Bergen County Jail starts program to help addicted inmates

The Bergen County Jail has started a program to help inmates who are battling opioid addiction.
Inmate Thomas Sussina, 24, is participating in the program. He says that he has been battling opioid addiction for 13 years.
“I never wanted to come back to jail after last time and this time, it just opened my eyes,” he says. “It’s time to stop doing this.”
Sussina says that he started using opioids when he was just 11 years old after his mother offered it to him over and over again. He dropped out of school in sixth grade.
"I didn't go out, I didn't have friends, I didn't go to school.  I stayed home and I used,” he says.
Under the program, Sussina was given a drug called Vivitrol. The Bergen County Jail started the pilot program with the help of a grant from the state.  Vivitrol blocks the feelings of getting high as well as the urges to use.
“Jail represents the most ideal place to start a drug like Vivitrol because you have to be free from the drug for 10 days and jail is one of the few places where you can really guarantee that's going to be the case,” says Bergen County Jail director of behavioral health services Patrick Hughes.
Sussina describes opioid withdrawal as going through hell.
“It is constant misery.  You feel like every nerve ending in your body is being set on fire,” Sussina says.
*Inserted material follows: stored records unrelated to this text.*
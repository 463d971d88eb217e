//! Memory-maintenance tasks: the per-(user, repo) conversation summary and
//! the per-user general facts, both produced by structured LLM calls over
//! the chat history.

use rq_agent::llm::{complete_structured, ChatRequest};
use rq_core::{ChatTurn, Result};
use serde::Deserialize;
use tracing::info;
use uuid::Uuid;

use crate::state::AppState;

/// Model used for internal utility calls.
const UTILITY_MODEL: &str = "gemini-1.5-flash";

const SUMMARY_PROMPT: &str = "\
You are a summarization assistant. Summarize the following conversation, \
focusing on key questions, answers, decisions, and knowledge gained about \
the codebase. If a previous summary is provided, integrate the new turns \
into an updated, concise, coherent summary of the entire conversation, no \
more than 200 words. If the conversation has not discussed a codebase or \
any technical details, state that explicitly, for example: 'No codebase or \
technical details discussed yet.'";

const FACTS_PROMPT: &str = "\
You extract concise, general facts about the user from their conversation \
history: name, role, affiliation, preferred tools, hobbies, strong \
preferences. Only facts about the user personally; never details of the \
code under discussion, greetings, or conversational filler. Each fact has \
a brief snake_case fact_key (e.g. 'user_name', 'user_role') and a \
fact_value. If no relevant facts are present, return an empty list.";

#[derive(Debug, Deserialize)]
struct SummaryOutput {
    summary: String,
}

#[derive(Debug, Deserialize)]
struct FactsOutput {
    #[serde(default)]
    facts: Vec<FactItem>,
}

#[derive(Debug, Deserialize)]
struct FactItem {
    fact_key: String,
    fact_value: String,
}

fn summary_schema() -> serde_json::Value {
    serde_json::json!({
        "type": "object",
        "properties": {"summary": {"type": "string"}},
        "required": ["summary"]
    })
}

fn facts_schema() -> serde_json::Value {
    serde_json::json!({
        "type": "object",
        "properties": {
            "facts": {
                "type": "array",
                "items": {
                    "type": "object",
                    "properties": {
                        "fact_key": {"type": "string"},
                        "fact_value": {"type": "string"}
                    },
                    "required": ["fact_key", "fact_value"]
                }
            }
        },
        "required": ["facts"]
    })
}

/// Update the stored conversation summary for one (user, repo) from the
/// messages newer than the last summarized timestamp. A run with no new
/// messages writes nothing.
pub async fn generate_repo_summary(
    platform: &AppState,
    user_id: &str,
    data_source_id: Uuid,
) -> Result<()> {
    let memory = platform.memory();
    let chat = platform.chat_history();

    let existing = memory.get_summary(user_id, data_source_id).await?;
    let watermark = existing.as_ref().and_then(|s| s.last_message_timestamp);

    let messages = chat
        .user_repo_messages_after(user_id, data_source_id, watermark)
        .await?;
    if messages.is_empty() {
        info!(user_id, %data_source_id, "no new messages to summarize");
        return Ok(());
    }

    let mut turns = Vec::new();
    turns.push(ChatTurn::system(SUMMARY_PROMPT));
    if let Some(prev) = existing.as_ref().filter(|s| !s.summary_text.is_empty()) {
        turns.push(ChatTurn::system(format!(
            "Previous conversation summary: {}",
            prev.summary_text
        )));
    }
    let mut has_content = false;
    for message in &messages {
        if message.message_content.trim().is_empty() {
            continue;
        }
        if let Some(turn) = message.as_turn() {
            turns.push(turn);
            has_content = true;
        }
    }
    if !has_content {
        info!(user_id, %data_source_id, "no substantive messages to summarize");
        return Ok(());
    }

    let api_key = platform.utility_api_key().await?;
    let request =
        ChatRequest::new(UTILITY_MODEL, api_key, turns).with_schema(summary_schema());
    let output: SummaryOutput = complete_structured(platform.llm.as_ref(), request).await?;

    let summary_text = if output.summary.trim().is_empty() {
        // Keep the old summary rather than erasing it with a blank reply.
        existing.map(|s| s.summary_text).unwrap_or_default()
    } else {
        output.summary
    };

    let last_timestamp = messages.last().map(|m| m.timestamp).unwrap_or_else(chrono::Utc::now);
    memory
        .upsert_summary(user_id, data_source_id, &summary_text, last_timestamp)
        .await?;

    info!(user_id, %data_source_id, chars = summary_text.len(), "conversation summary updated");
    Ok(())
}

/// Extract general facts about the user from their full chat history and
/// upsert them by `fact_key`. An empty extraction produces no writes.
pub async fn extract_user_facts(platform: &AppState, user_id: &str) -> Result<()> {
    let chat = platform.chat_history();
    let memory = platform.memory();

    let messages = chat.user_messages(user_id).await?;
    let mut turns = vec![ChatTurn::system(FACTS_PROMPT)];
    let before = turns.len();
    for message in &messages {
        if message.message_content.trim().is_empty() {
            continue;
        }
        if let Some(turn) = message.as_turn() {
            turns.push(turn);
        }
    }
    if turns.len() == before {
        info!(user_id, "no messages available for fact extraction");
        return Ok(());
    }

    let api_key = platform.utility_api_key().await?;
    let request = ChatRequest::new(UTILITY_MODEL, api_key, turns).with_schema(facts_schema());
    let output: FactsOutput = complete_structured(platform.llm.as_ref(), request).await?;

    if output.facts.is_empty() {
        info!(user_id, "no user facts extracted");
        return Ok(());
    }

    let pairs: Vec<(String, String)> = output
        .facts
        .into_iter()
        .map(|f| (f.fact_key, f.fact_value))
        .collect();
    let count = pairs.len();
    memory.upsert_facts(user_id, &pairs).await?;

    info!(user_id, count, "user facts updated");
    Ok(())
}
Sussina has been in the Bergen County Jail for about three months. A judge moved to release him last month, but Sussina asked to stay so that he could finish the program.
The way Vivitrol works is to take test pills for three days to make sure that the user doesn't have any adverse reactions to the drug. Then the user takes an injection once every month for six to 12 months after that. Jail officials say they are working to set Sussina up with Medicaid so that it will cover the cost of $1,000 shots when he is released and has to do this on his own.
"What I'd like to see is that the pharmaceutical companies don't jack the price of this drug up,” says Bergen County Sheriff Michael Saudino. “Work with society and let's help our fellow human beings."
The program is available in Ocean County as well.